Rwandan comedy television series

Seburikoko is a Rwandan comedy television series created by Misago Nelly Wilson, that started production through Afrifame Ltd and later continued its production under Zacu Entertainment Ltd. The series began airing on Rwanda Television (RTV) in March 2015.
The series consists of 31 seasons co-written by Mutiganda Janvier and Wilson. It was directed by Jones Kennedy Mazimpaka and many other directors with post production by Samples Studios.

It stars an ensemble cast consisting of Rwanda comedian Niyitegeka Gratien as title character Seburikoko, Antoinette Uwamahoro as his wife, Siperansiya, as well as Erneste Kalisa, Ngabo Leo, and Muhutukazi Mediatrice.
Seburikoko became one of the most popular television programs on Rwanda Television. At the end of season 4 (in March 2016), the television series commissioned four more seasons, ending in March 2017.

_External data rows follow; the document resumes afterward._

use super::device::MacAddress;
use super::message::{Reply, SignedReply};
use crate::error::Result;
use async_trait::async_trait;
use std::sync::Arc;

/// Grants or revokes network access at the captive portal.
#[async_trait]
pub trait NetworkAuthorizer: Send + Sync {
    async fn authorize(&self, mac: &MacAddress) -> Result<()>;
    async fn deauthorize(&self, mac: &MacAddress) -> Result<()>;
}

/// Per-device rate limiting on the bridge interface.
#[async_trait]
pub trait BandwidthLimiter: Send + Sync {
    /// Whether a compatible rate-limiting root discipline is already present.
    async fn has_rate_root(&self) -> Result<bool>;
    /// Installs the root discipline with one unlimited root class.
    async fn install_rate_root(&self) -> Result<()>;
    /// Installs or replaces the rate class `class_id` and the rule steering
    /// `mac` traffic into it.
    async fn install_limit(&self, mac: &MacAddress, class_id: u16, kbps: u32) -> Result<()>;
    /// Removes the rule and class for `mac`. Absent entries are not an error.
    async fn remove_limit(&self, mac: &MacAddress, class_id: u16) -> Result<()>;
}

/// A payment token decoded by the wallet, not yet redeemed.
#[derive(Debug, Clone, PartialEq, Eq)]
pub struct PaymentToken {
    pub mint: String,
    pub encoded: String,
}

/// Ecash wallet holding the operator's funds.
#[async_trait]
pub trait Wallet: Send + Sync {
    async fn decode(&self, token: &str) -> Result<PaymentToken>;
    /// Swaps the token into the wallet; returns the amount received.
    ///
    /// Fails with `TollgateError::TokenSpent` when the mint reports the token
    /// as already spent.
    async fn redeem(&self, token: &PaymentToken) -> Result<u64>;
    async fn balance_total(&self) -> Result<u64>;
    async fn balance_for_mint(&self, mint: &str) -> Result<u64>;
    /// Creates a token worth exactly `amount` from the wallet's `mint` proofs
    /// and returns it encoded.
    async fn send(&self, mint: &str, amount: u64) -> Result<String>;
    /// Like [`Wallet::send`], but may overpay when exact change is not
    /// available, by at most `max_overpayment_percent` of `amount` and at most
    /// `max_overpayment_absolute`.
    async fn send_with_overpayment(
        &self,
        mint: &str,
        amount: u64,
        max_overpayment_percent: u64,
        max_overpayment_absolute: u64,
    ) -> Result<String>;
    /// Melts `amount` to `address`, spending at most `max_cost` including fees.
    async fn payout(&self, mint: &str, amount: u64, max_cost: u64, address: &str) -> Result<()>;
}

/// Signs outbound replies with the service identity.
#[async_trait]
pub trait ReplySigner: Send + Sync {
    async fn sign(&self, reply: Reply) -> Result<SignedReply>;
}

pub type NetworkAuthorizerRef = Arc<dyn NetworkAuthorizer>;
pub type BandwidthLimiterRef = Arc<dyn BandwidthLimiter>;
pub type WalletRef = Arc<dyn Wallet>;
pub type ReplySignerRef = Arc<dyn ReplySigner>;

The series went on a one-year hiatus starting in 2023. In October 2024, it was announced that it will be resumed.

== New Synopsis ==
Seburikoko, the rich and powerful boss of Gatoto village, became a major figure after winning 50 million Rwf in a lottery. He plans to transform Gatoto and help people with support from Jean Pierre de Mouton's son. But the story behind his money isn't so simple as it seems.
Kibonke, his driver knowns the truth. Seburikoko offers him a deal to stay quiet and become his personal secretary and driver. The question is: will Kibonke keep the secret or expose it and ruin Seburikoko's plans?

==Cast==

- Niyitegeka Gratien as Seburikoko
- Antoinette Uwamahoro as Siperansiya
- Umuganwa Sarah as Mutoni
- Mugisha Emmanuel as Kibonge
- Late Chantal Nyakubyara as Nyiramana
- Ernest Kalisa as Rulinda
- Léon Ngabo as Kadogo
- Noella Niyomubyeyi as Liliane

== Recognition ==
At the fifth edition of Rwanda Movie Awards, the TV Series received eight nominations
- winning awards for Best TV Series,
- Best Director,
- Best Cinematographer, and
- Best Sound Engineer.

== Synopsis ==
Seburikoko recounts the story of a man called Seburikoko, known as Sebu due to his reputation as a wealthy man in the neighborhood of the fictional village of Gatoto. He does not help his family, spending his time drinking and selling home possessions. His wife, Siperansiya, does everything to feed the family.

Their only child, Mutoni, who they were unable to put in school, moved to Kigali to seek a better life. However, the time comes for her to come back home. The story centers around the family's efforts to change her father's habits.